State the number of lines below in which the word "NeverCancel" appears. Nothing else belongs in the answer.

━━━━━━

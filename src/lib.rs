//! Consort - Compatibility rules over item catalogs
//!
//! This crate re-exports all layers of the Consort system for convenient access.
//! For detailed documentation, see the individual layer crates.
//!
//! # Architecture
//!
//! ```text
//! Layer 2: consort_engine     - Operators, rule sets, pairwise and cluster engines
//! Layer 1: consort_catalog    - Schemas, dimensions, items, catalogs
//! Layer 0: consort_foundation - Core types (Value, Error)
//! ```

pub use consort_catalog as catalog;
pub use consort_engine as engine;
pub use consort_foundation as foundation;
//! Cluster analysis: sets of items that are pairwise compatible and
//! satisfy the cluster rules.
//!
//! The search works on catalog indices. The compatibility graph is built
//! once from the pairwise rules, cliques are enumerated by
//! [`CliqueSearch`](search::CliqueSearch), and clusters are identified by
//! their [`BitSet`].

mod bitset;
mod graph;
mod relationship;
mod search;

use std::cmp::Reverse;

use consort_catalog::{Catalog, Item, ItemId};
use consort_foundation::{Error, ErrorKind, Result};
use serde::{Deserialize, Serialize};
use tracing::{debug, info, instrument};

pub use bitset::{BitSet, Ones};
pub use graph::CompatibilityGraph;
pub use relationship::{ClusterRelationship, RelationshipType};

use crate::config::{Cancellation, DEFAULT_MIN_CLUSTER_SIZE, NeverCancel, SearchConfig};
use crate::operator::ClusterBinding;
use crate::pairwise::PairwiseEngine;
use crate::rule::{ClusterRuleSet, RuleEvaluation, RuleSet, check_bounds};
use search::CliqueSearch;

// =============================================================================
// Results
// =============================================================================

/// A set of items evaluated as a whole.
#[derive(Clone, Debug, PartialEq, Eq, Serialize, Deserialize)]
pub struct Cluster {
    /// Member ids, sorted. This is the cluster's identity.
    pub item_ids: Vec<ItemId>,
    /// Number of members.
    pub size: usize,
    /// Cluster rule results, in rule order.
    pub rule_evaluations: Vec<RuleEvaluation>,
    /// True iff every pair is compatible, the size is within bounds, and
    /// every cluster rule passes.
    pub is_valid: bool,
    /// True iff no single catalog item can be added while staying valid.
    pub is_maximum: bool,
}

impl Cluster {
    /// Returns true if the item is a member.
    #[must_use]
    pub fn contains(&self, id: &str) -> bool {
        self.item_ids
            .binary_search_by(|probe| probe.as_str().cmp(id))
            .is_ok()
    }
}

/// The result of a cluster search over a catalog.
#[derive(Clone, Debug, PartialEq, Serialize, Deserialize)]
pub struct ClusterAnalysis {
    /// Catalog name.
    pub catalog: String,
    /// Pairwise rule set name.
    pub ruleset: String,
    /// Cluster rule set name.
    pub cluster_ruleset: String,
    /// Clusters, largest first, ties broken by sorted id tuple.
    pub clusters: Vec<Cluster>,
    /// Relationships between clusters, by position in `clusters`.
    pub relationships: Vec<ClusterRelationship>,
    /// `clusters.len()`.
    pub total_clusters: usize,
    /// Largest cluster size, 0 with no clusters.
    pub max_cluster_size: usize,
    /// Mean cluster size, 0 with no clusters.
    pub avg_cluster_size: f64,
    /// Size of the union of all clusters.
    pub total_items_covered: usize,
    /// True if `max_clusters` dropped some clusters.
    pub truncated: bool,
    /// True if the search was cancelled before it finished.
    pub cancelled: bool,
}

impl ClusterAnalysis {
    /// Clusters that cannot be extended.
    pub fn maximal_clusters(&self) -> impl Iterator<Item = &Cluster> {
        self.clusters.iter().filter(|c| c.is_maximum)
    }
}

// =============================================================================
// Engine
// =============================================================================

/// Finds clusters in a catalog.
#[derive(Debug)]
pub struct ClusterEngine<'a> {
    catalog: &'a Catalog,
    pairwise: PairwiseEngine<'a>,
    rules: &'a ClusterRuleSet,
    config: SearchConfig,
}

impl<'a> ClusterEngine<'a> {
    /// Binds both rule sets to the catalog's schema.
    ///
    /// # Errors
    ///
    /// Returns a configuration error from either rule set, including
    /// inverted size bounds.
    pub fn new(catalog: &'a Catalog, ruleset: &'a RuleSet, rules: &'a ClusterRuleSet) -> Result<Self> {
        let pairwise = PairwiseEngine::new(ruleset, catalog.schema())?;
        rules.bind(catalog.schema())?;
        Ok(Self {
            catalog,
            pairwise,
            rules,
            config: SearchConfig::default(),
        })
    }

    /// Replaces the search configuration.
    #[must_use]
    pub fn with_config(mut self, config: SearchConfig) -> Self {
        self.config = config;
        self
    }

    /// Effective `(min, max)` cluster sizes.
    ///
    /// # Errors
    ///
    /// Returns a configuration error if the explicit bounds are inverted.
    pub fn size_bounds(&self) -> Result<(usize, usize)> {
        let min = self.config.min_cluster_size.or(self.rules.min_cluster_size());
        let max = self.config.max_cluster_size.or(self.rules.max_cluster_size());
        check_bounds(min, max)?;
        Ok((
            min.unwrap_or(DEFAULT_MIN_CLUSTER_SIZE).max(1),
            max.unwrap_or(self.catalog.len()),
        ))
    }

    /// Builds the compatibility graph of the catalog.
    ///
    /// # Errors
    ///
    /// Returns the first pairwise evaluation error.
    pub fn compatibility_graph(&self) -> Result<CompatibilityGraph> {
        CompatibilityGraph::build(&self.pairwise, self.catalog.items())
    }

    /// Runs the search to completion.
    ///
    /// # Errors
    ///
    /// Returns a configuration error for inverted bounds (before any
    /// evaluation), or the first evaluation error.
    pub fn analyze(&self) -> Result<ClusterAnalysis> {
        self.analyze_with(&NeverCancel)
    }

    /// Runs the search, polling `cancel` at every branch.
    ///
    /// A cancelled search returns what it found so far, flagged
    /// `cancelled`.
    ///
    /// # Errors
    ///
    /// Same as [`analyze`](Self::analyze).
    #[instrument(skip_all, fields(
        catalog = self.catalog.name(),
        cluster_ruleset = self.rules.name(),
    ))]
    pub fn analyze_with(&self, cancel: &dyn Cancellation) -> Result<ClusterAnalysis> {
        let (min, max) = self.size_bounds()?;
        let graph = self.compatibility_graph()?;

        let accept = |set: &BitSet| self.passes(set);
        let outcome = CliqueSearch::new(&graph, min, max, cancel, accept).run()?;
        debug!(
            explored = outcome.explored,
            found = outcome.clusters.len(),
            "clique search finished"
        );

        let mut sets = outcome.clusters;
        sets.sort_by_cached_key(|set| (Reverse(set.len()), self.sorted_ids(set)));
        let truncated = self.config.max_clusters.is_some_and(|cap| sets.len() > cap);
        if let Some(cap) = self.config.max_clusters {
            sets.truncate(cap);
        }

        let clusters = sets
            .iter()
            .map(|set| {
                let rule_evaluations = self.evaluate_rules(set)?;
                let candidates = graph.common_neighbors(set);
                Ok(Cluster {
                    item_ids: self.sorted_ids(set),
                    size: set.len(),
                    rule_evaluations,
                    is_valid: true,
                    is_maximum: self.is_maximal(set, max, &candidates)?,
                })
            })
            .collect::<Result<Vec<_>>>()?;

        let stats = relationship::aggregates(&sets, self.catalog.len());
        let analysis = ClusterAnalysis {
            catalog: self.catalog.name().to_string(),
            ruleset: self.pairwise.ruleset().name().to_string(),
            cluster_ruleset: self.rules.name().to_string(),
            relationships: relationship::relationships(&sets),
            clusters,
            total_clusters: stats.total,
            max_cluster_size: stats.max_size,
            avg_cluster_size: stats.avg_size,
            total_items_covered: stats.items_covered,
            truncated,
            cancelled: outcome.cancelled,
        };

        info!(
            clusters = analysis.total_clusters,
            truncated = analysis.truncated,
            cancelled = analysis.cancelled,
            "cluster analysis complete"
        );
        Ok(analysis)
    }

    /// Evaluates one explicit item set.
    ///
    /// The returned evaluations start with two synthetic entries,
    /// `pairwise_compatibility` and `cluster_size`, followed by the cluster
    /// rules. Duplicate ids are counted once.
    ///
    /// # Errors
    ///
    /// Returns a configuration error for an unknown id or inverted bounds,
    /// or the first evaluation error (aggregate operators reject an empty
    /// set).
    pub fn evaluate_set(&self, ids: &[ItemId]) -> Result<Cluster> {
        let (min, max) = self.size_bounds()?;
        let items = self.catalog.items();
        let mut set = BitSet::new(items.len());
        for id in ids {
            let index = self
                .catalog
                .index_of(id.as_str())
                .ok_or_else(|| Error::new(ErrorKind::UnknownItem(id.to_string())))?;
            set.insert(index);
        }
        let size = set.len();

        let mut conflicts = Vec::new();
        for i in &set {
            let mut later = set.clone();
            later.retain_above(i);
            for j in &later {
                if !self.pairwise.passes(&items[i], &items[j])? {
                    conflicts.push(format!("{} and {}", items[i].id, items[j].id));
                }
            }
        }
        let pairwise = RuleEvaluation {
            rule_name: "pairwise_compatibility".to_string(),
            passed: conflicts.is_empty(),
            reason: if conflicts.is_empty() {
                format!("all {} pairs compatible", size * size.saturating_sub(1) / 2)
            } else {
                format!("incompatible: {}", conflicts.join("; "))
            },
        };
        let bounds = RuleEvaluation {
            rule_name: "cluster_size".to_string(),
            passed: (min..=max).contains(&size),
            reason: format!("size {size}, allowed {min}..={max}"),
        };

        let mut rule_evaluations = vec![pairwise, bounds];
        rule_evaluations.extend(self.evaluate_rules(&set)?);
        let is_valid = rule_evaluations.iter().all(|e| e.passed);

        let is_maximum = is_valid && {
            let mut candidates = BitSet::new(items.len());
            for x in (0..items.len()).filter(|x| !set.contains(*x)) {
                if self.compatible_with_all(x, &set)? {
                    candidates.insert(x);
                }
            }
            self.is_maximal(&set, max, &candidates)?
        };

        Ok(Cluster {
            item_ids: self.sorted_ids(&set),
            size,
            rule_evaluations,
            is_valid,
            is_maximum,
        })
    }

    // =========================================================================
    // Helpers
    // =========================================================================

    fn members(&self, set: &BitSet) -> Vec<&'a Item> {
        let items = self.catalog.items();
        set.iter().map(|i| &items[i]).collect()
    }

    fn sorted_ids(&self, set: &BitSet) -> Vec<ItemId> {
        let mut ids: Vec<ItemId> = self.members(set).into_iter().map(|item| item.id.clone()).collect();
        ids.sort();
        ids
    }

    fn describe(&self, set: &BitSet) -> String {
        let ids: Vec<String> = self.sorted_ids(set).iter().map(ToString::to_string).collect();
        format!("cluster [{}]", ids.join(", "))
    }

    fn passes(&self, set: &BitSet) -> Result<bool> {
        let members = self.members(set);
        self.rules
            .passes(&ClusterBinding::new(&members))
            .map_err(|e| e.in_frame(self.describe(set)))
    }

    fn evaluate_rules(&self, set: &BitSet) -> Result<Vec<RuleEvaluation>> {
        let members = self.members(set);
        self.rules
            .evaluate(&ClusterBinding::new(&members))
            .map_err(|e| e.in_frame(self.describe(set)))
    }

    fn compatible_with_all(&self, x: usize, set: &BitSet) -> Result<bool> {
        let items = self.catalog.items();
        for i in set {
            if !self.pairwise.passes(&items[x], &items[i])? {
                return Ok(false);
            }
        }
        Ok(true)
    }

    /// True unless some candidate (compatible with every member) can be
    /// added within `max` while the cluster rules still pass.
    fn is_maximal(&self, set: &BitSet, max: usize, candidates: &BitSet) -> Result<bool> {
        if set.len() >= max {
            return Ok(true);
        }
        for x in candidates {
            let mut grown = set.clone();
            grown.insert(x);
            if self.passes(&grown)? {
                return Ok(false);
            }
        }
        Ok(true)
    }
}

━━━━━━

REPLY TO THE TASK: 2